What Every UNI-T Power Supply Shares
Where to Go From Here
Switching: programmable, high power
See: UDP5000 Buyer's Guide — the full voltage-class (40/80/160/250/800 V) and power-level (400/800/1200/2000 W) decision tree for the UDP5000 family is covered there. Includes EV, solar, and battery use-case picks.
Switching: 800 V high-voltage
See: UDP5800 collection — dedicated 800 V switching supplies for EV traction battery, high-string PV, and industrial DC bus work above 250 V.
Switching: bench & production
See: UDP6000 collection — compact switching benchtops with SCPI for everyday programmable work.
Linear: precision bench & R&D
See: UDP3000 / UDP4000 collections — multi-channel linear supplies for noise-sensitive analog and education.
Why Choose UNI-T Power Supplies?
Both topologies, one catalog
Match the supply to the work. Noise-sensitive analog gets a linear. High-power programmable gets a switching. You don't have to compromise on either choice because the catalog covers both.
Shared SCPI grammar across programmable models
UDP3000S, UDP4000S, UDP5000, UDP5800, UDP6000 all speak SCPI over USB and LAN. Scripts written for one programmable supply move to another with minimal rework.
Constant-power switching topology
UDP5000 and UDP5800 deliver rated power across most of the V/I envelope — not just at maximum voltage. The supply does the job at low-V/high-I and at high-V/low-I, not just at the corner.
3+2 year warranty
Three-year base warranty, two additional years on registration. Parts, labor, return shipping included on every model in the catalog.
FAQ
Is switching always less clean than linear?
"Less clean" overstates it. Modern switching supplies have output ripple measured in millivolts on filtered outputs — well below the noise floor of most loads. The cases where it matters are noise-sensitive analog front-ends, RF receivers, and precision instrumentation where the supply's switching frequency could couple into the measurement. For those, pick linear.
Is linear always less efficient than switching?
At full output yes, often dramatically. A linear supply driving a 5 V output from a 30 V rail wastes 83% of its input power as heat when fully loaded. A switching supply doing the same job runs at 85–95% efficiency. That's why high-power supplies are almost always switching.
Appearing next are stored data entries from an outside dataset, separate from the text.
//! State machine definition

use super::events::Event;

/// Controller states
#[derive(Debug, Clone, Copy, PartialEq, Eq, Default)]
#[cfg_attr(feature = "defmt", derive(defmt::Format))]
pub enum ControllerState {
    /// Showing the confirmed alarm time, controls available
    #[default]
    Idle,
    /// Hour tracks the potentiometer until confirmed
    SettingHour,
    /// Minute tracks the potentiometer until confirmed
    SettingMinute,
    /// Alarm armed: controls locked, wall clock checked every second
    AlarmActive,
}

impl ControllerState {
    /// Check if a field is being set
    pub fn is_setting(&self) -> bool {
        matches!(
            self,
            ControllerState::SettingHour | ControllerState::SettingMinute
        )
    }

    /// Check if the set buttons are locked
    pub fn controls_locked(&self) -> bool {
        matches!(self, ControllerState::AlarmActive)
    }

    /// Process an event and return the next state
    pub fn transition(self, event: Event) -> Self {
        use ControllerState::*;
        use Event::*;

        match (self, event) {
            // Reset always wins
            (_, Reset) => Idle,

            // Idle transitions
            (Idle, BeginSetHour) => SettingHour,
            (Idle, BeginSetMinute) => SettingMinute,
            (Idle, Arm) => AlarmActive,

            // Setting transitions
            (SettingHour, ConfirmHour) => Idle,
            (SettingMinute, ConfirmMinute) => Idle,

            // Default: stay in current state
            _ => self,
        }
    }
}

#[cfg(test)]
mod tests {
    use super::*;

    const ALL: [ControllerState; 4] = [
        ControllerState::Idle,
        ControllerState::SettingHour,
        ControllerState::SettingMinute,
        ControllerState::AlarmActive,
    ];

    #[test]
    fn test_set_hour_flow() {
        let setting = ControllerState::Idle.transition(Event::BeginSetHour);
        assert_eq!(setting, ControllerState::SettingHour);
        assert!(setting.is_setting());
        assert_eq!(setting.transition(Event::ConfirmHour), ControllerState::Idle);
    }

    #[test]
    fn test_set_minute_flow() {
        let setting = ControllerState::Idle.transition(Event::BeginSetMinute);
        assert_eq!(setting, ControllerState::SettingMinute);
        assert_eq!(
            setting.transition(Event::ConfirmMinute),
            ControllerState::Idle
        );
    }

    #[test]
    fn test_reset_from_any_state() {
        for state in ALL {
            assert_eq!(state.transition(Event::Reset), ControllerState::Idle);
        }
    }

    #[test]
    fn test_arm_only_from_idle() {
        assert_eq!(
            ControllerState::Idle.transition(Event::Arm),
            ControllerState::AlarmActive
        );
        for state in [ControllerState::SettingHour, ControllerState::SettingMinute] {
            assert_eq!(state.transition(Event::Arm), state);
        }
    }

    #[test]
    fn test_active_ignores_everything_but_reset() {
        let active = ControllerState::AlarmActive;
        assert!(active.controls_locked());
        for event in [
            Event::BeginSetHour,
            Event::BeginSetMinute,
            Event::ConfirmHour,
            Event::ConfirmMinute,
            Event::Arm,
        ] {
            assert_eq!(active.transition(event), active);
        }
    }

    #[test]
    fn test_settings_are_exclusive() {
        assert_eq!(
            ControllerState::SettingHour.transition(Event::BeginSetMinute),
            ControllerState::SettingHour
        );
        assert_eq!(
            ControllerState::SettingMinute.transition(Event::ConfirmHour),
            ControllerState::SettingMinute
        );
    }
}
Can I use a switching supply for analog work if I add filtering?
Sometimes — an LC filter or linear post-regulator after a switching supply gets you most of the cleanliness of a linear with most of the efficiency of a switching. But it's two supplies in series. For dedicated low-noise analog work, a purpose-built linear is simpler.
Why is the UDP5000 series the workhorse pick?
Five voltage classes (40/80/160/250/800 V) × four power levels (400/800/1200/2000 W) covers nearly every test scenario above the linear range. Constant-power architecture, full SCPI, list mode, LAN, web interface, and three-year base warranty make it the default switching pick. The series-internal decisions (which voltage class, which power level) are covered in the UDP5000 buyer's guide.
What's the difference between the UDP5000 and UDP5800?
Voltage class. UDP5000 spans 40 V to 250 V output. UDP5800 is the dedicated 800 V variant for EV traction batteries, high-voltage PV strings, and industrial DC bus work. Same family architecture, different output range.
Pick the topology that matches the work. The series-specific guides take it from there.